-- REQUIRED ACTION --
Look for the string "field" in the material below. Copy every line where you find it.
*** Opening of DATA ***
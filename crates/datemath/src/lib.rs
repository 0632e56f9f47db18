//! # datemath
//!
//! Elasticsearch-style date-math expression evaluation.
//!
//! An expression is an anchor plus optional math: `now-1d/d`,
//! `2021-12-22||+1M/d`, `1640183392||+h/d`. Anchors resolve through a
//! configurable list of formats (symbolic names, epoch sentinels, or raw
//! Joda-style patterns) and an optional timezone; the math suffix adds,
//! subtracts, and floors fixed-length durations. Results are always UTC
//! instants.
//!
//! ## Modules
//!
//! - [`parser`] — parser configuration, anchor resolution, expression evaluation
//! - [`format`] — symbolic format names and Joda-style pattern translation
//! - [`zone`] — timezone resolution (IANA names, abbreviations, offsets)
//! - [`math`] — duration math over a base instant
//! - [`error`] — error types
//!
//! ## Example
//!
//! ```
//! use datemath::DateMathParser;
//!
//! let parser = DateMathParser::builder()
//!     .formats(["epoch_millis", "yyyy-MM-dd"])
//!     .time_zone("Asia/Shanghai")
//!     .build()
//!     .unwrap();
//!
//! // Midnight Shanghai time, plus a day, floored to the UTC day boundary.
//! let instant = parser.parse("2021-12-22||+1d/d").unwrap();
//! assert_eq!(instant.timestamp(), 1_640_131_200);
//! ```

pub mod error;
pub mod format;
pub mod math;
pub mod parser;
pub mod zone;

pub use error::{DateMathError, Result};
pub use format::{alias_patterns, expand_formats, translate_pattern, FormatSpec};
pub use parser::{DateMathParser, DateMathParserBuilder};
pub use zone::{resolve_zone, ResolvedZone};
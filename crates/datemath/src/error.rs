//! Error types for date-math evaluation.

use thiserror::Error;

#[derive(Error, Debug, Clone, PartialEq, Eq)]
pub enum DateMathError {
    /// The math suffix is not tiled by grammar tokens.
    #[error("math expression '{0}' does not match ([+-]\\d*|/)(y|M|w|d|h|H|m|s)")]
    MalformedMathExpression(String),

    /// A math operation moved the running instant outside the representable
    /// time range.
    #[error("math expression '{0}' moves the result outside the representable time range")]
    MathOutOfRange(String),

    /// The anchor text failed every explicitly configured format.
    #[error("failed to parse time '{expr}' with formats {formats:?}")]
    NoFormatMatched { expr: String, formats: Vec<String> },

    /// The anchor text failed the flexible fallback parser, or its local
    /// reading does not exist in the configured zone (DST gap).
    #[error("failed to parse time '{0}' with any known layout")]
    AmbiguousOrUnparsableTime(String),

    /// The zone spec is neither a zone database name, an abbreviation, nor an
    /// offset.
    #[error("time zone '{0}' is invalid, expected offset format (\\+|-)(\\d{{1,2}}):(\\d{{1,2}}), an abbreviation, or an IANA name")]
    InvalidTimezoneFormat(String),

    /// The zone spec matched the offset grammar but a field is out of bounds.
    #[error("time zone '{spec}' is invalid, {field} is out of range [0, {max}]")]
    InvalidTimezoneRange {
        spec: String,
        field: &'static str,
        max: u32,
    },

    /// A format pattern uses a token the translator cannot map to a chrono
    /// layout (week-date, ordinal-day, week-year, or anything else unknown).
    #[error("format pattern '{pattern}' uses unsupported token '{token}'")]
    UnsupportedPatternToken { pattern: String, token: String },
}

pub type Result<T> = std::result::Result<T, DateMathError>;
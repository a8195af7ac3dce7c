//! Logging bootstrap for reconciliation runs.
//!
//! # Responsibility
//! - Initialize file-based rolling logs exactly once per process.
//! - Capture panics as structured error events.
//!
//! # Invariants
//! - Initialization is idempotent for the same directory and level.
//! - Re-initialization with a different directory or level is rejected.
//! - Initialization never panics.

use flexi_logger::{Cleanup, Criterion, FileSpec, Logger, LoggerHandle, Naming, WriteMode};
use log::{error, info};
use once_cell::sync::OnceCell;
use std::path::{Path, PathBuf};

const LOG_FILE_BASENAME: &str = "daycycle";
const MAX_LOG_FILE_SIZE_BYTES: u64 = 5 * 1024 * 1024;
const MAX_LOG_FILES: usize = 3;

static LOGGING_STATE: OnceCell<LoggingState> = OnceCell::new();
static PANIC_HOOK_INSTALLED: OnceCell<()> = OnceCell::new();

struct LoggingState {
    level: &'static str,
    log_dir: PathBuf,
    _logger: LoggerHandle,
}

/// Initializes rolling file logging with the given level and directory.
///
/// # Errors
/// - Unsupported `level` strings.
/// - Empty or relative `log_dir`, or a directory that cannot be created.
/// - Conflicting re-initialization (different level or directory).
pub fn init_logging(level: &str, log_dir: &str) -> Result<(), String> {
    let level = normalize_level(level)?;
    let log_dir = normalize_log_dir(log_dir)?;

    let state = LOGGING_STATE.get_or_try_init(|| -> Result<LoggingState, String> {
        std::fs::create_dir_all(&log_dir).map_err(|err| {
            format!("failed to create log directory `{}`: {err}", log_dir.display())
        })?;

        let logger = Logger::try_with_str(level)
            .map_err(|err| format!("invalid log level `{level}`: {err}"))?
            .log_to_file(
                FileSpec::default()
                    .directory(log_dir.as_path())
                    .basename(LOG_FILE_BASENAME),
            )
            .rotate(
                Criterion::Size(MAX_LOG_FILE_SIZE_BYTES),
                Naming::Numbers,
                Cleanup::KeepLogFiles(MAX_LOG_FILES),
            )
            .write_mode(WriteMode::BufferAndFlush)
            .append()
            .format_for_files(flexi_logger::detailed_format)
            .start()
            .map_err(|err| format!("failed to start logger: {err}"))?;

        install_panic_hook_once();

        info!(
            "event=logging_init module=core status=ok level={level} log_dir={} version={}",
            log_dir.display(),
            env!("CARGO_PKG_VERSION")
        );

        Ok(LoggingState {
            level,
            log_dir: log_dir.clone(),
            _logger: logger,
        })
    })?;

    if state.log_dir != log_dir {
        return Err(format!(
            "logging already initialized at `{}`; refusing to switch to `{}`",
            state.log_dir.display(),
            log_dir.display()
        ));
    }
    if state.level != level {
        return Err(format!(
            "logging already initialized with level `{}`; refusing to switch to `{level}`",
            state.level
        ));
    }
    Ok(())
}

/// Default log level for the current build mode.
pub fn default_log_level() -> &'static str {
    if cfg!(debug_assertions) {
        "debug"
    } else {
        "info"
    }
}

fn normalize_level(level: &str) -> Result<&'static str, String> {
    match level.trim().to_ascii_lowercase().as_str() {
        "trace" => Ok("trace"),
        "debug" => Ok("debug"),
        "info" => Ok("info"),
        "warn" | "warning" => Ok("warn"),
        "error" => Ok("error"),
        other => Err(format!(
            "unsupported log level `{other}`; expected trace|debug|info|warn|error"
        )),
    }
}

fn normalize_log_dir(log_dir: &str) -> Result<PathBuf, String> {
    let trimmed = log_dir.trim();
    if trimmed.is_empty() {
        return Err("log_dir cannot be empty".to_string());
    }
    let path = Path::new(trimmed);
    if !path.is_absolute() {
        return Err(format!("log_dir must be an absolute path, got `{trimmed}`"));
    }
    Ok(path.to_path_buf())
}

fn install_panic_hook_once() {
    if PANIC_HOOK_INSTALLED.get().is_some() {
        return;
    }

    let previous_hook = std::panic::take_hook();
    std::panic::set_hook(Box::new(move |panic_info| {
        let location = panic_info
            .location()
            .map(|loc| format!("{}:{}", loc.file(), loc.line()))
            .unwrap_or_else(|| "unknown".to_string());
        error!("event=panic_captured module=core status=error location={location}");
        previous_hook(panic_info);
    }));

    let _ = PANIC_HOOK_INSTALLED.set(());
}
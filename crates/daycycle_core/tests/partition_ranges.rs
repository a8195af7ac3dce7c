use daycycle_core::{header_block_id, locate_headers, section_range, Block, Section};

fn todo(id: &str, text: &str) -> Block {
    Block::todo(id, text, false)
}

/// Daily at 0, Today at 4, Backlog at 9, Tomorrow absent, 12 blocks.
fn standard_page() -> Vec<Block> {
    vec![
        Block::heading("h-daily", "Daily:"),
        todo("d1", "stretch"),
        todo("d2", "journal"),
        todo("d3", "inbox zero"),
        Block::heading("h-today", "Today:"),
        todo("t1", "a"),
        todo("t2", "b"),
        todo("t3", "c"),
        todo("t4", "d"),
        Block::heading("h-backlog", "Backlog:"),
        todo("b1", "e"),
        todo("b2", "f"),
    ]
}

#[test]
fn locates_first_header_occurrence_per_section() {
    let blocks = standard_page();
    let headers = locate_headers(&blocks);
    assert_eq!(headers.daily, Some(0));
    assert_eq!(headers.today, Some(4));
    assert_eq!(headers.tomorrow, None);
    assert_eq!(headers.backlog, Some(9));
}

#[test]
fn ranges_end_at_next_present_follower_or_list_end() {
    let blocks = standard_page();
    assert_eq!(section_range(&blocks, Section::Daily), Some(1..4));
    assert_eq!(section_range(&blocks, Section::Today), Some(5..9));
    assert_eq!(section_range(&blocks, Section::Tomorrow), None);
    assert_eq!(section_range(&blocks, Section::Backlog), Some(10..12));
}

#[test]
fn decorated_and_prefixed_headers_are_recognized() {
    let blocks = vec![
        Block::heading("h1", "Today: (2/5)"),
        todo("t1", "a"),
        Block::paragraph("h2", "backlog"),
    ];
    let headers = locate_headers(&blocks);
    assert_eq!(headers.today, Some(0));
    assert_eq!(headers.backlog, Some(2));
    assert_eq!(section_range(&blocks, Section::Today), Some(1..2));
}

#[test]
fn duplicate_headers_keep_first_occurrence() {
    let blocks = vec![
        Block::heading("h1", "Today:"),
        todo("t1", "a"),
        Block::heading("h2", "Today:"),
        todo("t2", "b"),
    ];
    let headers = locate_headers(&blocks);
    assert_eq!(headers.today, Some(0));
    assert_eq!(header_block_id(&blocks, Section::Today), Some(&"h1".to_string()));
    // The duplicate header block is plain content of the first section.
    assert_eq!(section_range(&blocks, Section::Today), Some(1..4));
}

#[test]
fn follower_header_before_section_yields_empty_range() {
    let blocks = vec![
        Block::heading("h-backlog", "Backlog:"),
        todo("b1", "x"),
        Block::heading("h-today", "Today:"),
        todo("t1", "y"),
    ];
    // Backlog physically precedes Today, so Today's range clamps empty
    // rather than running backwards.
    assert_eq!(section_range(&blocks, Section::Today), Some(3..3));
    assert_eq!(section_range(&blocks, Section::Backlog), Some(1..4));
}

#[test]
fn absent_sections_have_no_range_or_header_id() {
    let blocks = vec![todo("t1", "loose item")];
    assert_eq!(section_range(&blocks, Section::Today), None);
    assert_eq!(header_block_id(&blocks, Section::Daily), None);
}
*** Close of DATA ***
-- SOLUTION --
    /// The zone spec matched the offset grammar but a field is out of bounds.
    #[error("time zone '{spec}' is invalid, {field} is out of range [0, {max}]")]
        field: &'static str,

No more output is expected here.